The dimensions of the machine are just as small as its output. With a length of barely 3.5 m, a width of approximately 2 m and a height of 3 m, the machine can easily be integrated into existing production environments.
The isolator cell itself measures just 1.6 x 1.5 m. It houses the tub opening, the filling station (including 100% in-process control) and the combined stoppering and crimping station.
Thanks to the integrated air treatment system, hardly any interfaces to the building or technical ceiling installations are required. The new development sets new standards, particularly in terms of automation.
The gloveless isolator with integrated air treatment significantly reduces the risk of contamination by eliminating manual intervention on the part of the operating personnel. The microBatch set-up meets the highest sterility requirements as specified by Annex 1. Steam-sterilised parts are fed via port systems and installed by the robot.
RTU containers on the rise
The latest developments in the field of small and micro batches pay tribute to another trend. The market for ready-to-use (RTU) containers has been growing rapidly for years.
This is not surprising, as pharmaceutical manufacturing companies benefit from simpler processing procedures, reduced total cost of ownership and greater flexibility. RTU containers are the preferred choice for small batch production and their number is growing steadily.
According to a recent report, the market for RTU vials alone is expected to generate global sales of approximately $1.18 billion during the next 10 years, with an estimated growth rate of 14.5%.3
However, in addition to vials, presterilised cartridges are also becoming increasingly popular. First and foremost, however, RTU syringes paved the way for other presterilised containers as early as the 1980s.
In fact, the advantages of smaller batches of RTU containers are enormous. Bulk syringes, for example, are supplied non-sterile. As they are not stable-standing, they require complex handling in the machine and filling process.
Syringes also require siliconisation, which involves a special format-dependent process. The latter depends on the way the syringes are filled. Biotechnologically produced drugs, for example, require a particularly low level of siliconisation.
Savings in time, space and costs
The advantages of RTU containers become particularly clear in the process steps described above. Although they are currently still quite cost-intensive, they save pharmaceutical manufacturers a great deal of time, space and money.
Numerous steps, such as cleaning, siliconisation and sterilisation are outsourced to the packaging suppliers of RTU containers. They have the expertise and make sure that all processes are qualified and validated according to current global requirements and that containers are delivered with a certified endotoxin, germ and particle concentration. In the case of presterilised syringe systems, this also includes the required siliconisation process.

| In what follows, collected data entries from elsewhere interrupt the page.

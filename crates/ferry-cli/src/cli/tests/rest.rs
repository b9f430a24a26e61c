//! Tests for the control, recovery and utility commands.

use std::path::PathBuf;

use super::parse;
use crate::cli::{Cli, CliCommand};
use clap::Parser;

#[test]
fn cli_parse_status() {
    match parse(&["ferry", "status"]) {
        CliCommand::Status => {}
        _ => panic!("expected Status"),
    }
}

#[test]
fn cli_parse_pause() {
    match parse(&["ferry", "pause", "0b6c"]) {
        CliCommand::Pause { id } => assert_eq!(id, "0b6c"),
        _ => panic!("expected Pause"),
    }
}

#[test]
fn cli_parse_resume() {
    match parse(&["ferry", "resume", "abc"]) {
        CliCommand::Resume { id } => assert_eq!(id, "abc"),
        _ => panic!("expected Resume"),
    }
}

#[test]
fn cli_parse_cancel() {
    match parse(&["ferry", "cancel", "abc"]) {
        CliCommand::Cancel { id, keep } => {
            assert_eq!(id, "abc");
            assert!(!keep);
        }
        _ => panic!("expected Cancel"),
    }
    match parse(&["ferry", "cancel", "abc", "--keep"]) {
        CliCommand::Cancel { keep, .. } => assert!(keep),
        _ => panic!("expected Cancel --keep"),
    }
}

#[test]
fn cli_pause_requires_id() {
    assert!(Cli::try_parse_from(["ferry", "pause"]).is_err());
}

#[test]
fn cli_parse_resumable_and_history() {
    assert!(matches!(parse(&["ferry", "resumable"]), CliCommand::Resumable));
    assert!(matches!(parse(&["ferry", "history"]), CliCommand::History));
}

#[test]
fn cli_parse_recover() {
    match parse(&["ferry", "recover"]) {
        CliCommand::Recover { ids, jobs } => {
            assert!(ids.is_empty());
            assert!(jobs.is_none());
        }
        _ => panic!("expected Recover"),
    }
    match parse(&["ferry", "recover", "a", "b", "-j", "2"]) {
        CliCommand::Recover { ids, jobs } => {
            assert_eq!(ids, vec!["a".to_string(), "b".to_string()]);
            assert_eq!(jobs, Some(2));
        }
        _ => panic!("expected Recover with ids"),
    }
}

#[test]
fn cli_parse_probe() {
    match parse(&["ferry", "probe", "https://example.com/x"]) {
        CliCommand::Probe { url, timeout } => {
            assert_eq!(url, "https://example.com/x");
            assert_eq!(timeout, 15);
        }
        _ => panic!("expected Probe"),
    }
}

#[test]
fn cli_parse_checksum() {
    match parse(&["ferry", "checksum", "/path/to/file.bin", "--expect", "abc"]) {
        CliCommand::Checksum { path, expect } => {
            assert_eq!(path, PathBuf::from("/path/to/file.bin"));
            assert_eq!(expect.as_deref(), Some("abc"));
        }
        _ => panic!("expected Checksum"),
    }
}
//! CLI for the ferry transfer engine.

mod commands;
mod control_socket;

use std::path::PathBuf;

use anyhow::{bail, Result};
use chrono::{DateTime, Local, NaiveTime, TimeZone, Utc};
use clap::{Parser, Subcommand};
use ferry_core::config;
use ferry_core::Priority;

use commands::{
    run_cancel, run_checksum, run_get, run_history, run_pause, run_probe, run_recover,
    run_resumable, run_resume, run_status, GetArgs,
};

/// Top-level CLI.
#[derive(Debug, Parser)]
#[command(name = "ferry")]
#[command(about = "ferry: resumable, scheduled, bandwidth-aware downloads", long_about = None)]
pub struct Cli {
    #[command(subcommand)]
    pub command: CliCommand,
}

#[derive(Debug, Subcommand)]
pub enum CliCommand {
    /// Download one or more URLs in the foreground.
    Get {
        /// HTTP/HTTPS URLs to download.
        #[arg(required = true)]
        urls: Vec<String>,
        /// Target file or directory (default: configured download dir, else cwd).
        #[arg(long, short = 'd')]
        dest: Option<PathBuf>,
        /// low, normal, high or urgent.
        #[arg(long, short = 'p', default_value = "normal")]
        priority: Priority,
        /// Transfers allowed at once (overrides max_concurrent).
        #[arg(long, short = 'j', value_name = "N")]
        jobs: Option<usize>,
        /// Start time: RFC 3339, or HH:MM local (next occurrence).
        #[arg(long, value_parser = parse_at)]
        at: Option<DateTime<Utc>>,
        /// Owner for bandwidth profiles.
        #[arg(long, default_value = "")]
        owner: String,
    },

    /// Pause a running job of an active `ferry get`.
    Pause {
        /// Job identifier.
        id: String,
    },

    /// Resume a paused job of an active `ferry get`.
    Resume {
        /// Job identifier.
        id: String,
    },

    /// Cancel a job of an active `ferry get`.
    Cancel {
        /// Job identifier.
        id: String,
        /// Keep the partial file and checkpoint.
        #[arg(long)]
        keep: bool,
    },

    /// Show the jobs of an active `ferry get`.
    Status,

    /// List checkpoints left by interrupted transfers.
    Resumable,

    /// Continue interrupted transfers from their checkpoints (all when no ID is given).
    Recover {
        ids: Vec<String>,
        #[arg(long, short = 'j', value_name = "N")]
        jobs: Option<usize>,
    },

    /// Show recorded jobs from the history database.
    History,

    /// Probe a URL with HEAD: size, range support, suggested name.
    Probe {
        url: String,
        /// Timeout in seconds.
        #[arg(long, default_value = "15")]
        timeout: u64,
    },

    /// Compute SHA-256 of a file, or verify it against --expect.
    Checksum {
        path: PathBuf,
        #[arg(long)]
        expect: Option<String>,
    },
}

/// `--at` values: RFC 3339, or `HH:MM` for the next such local time.
fn parse_at(s: &str) -> Result<DateTime<Utc>, String> {
    if let Ok(t) = DateTime::parse_from_rfc3339(s) {
        return Ok(t.with_timezone(&Utc));
    }
    let time = NaiveTime::parse_from_str(s, "%H:%M")
        .map_err(|_| format!("expected RFC 3339 or HH:MM, got {s:?}"))?;
    next_local(Local::now(), time).ok_or_else(|| format!("{s} does not exist in local time"))
}

fn next_local<Tz: TimeZone>(now: DateTime<Tz>, time: NaiveTime) -> Option<DateTime<Utc>> {
    let tz = now.timezone();
    let today = now.date_naive().and_time(time);
    let candidate = tz.from_local_datetime(&today).earliest()?;
    let candidate = if candidate > now {
        candidate
    } else {
        let tomorrow = today + chrono::Duration::days(1);
        tz.from_local_datetime(&tomorrow).earliest()?
    };
    Some(candidate.with_timezone(&Utc))
}

impl CliCommand {
    pub async fn run_from_args() -> Result<()> {
        let cli = Cli::parse();
        let cfg = config::load_or_init()?;
        tracing::debug!("loaded config: {:?}", cfg);
        let state_dir = cfg.resolve_state_dir()?;
        let socket = control_socket::socket_path(&state_dir);

        match cli.command {
            CliCommand::Get {
                urls,
                dest,
                priority,
                jobs,
                at,
                owner,
            } => {
                let args = GetArgs {
                    urls,
                    dest,
                    priority,
                    jobs,
                    at,
                    owner,
                };
                run_get(cfg, &state_dir, args).await?
            }
            CliCommand::Pause { id } => run_pause(&socket, &id).await?,
            CliCommand::Resume { id } => run_resume(&socket, &id).await?,
            CliCommand::Cancel { id, keep } => run_cancel(&socket, &id, keep).await?,
            CliCommand::Status => run_status(&socket).await?,
            CliCommand::Resumable => run_resumable(&state_dir).await?,
            CliCommand::Recover { ids, jobs } => {
                if socket.exists() && control_socket::is_live(&socket).await {
                    bail!("another ferry process is running; stop it before recovering");
                }
                run_recover(cfg, &state_dir, ids, jobs).await?
            }
            CliCommand::History => run_history(&state_dir).await?,
            CliCommand::Probe { url, timeout } => run_probe(&url, timeout).await?,
            CliCommand::Checksum { path, expect } => run_checksum(path, expect.as_deref()).await?,
        }

        Ok(())
    }
}

#[cfg(test)]
mod tests;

The demand for high-priced ATMPs and the variety of RTU packaging materials are both rising steadily — as are the requirements for new equipment for small and very small batch sizes.
The latter should not only be flexible in the processing of the packaging materials; appropriate machines must also meet the trends in terms of automation and the least possible human intervention.
In the best-case scenario, primary packaging material and machine manufacturers work closely together to develop new solutions.
Systems that ensure flawless processing for pharmaceutical manufacturers and the highest level of product safety for patients can only be developed if both partners not only react to trends, but proactively shape them together from the outset.
References
- www.fda.gov/files/drugs/published/ANDAs--Stability-Testing-of-Drug-Substances-and-Products--Questions-and-Answers.pdf.
- www.fda.gov/media/71026/download.
- www.psmarketresearch.com/market-analysis/rtf-rtu-vials-market-trends.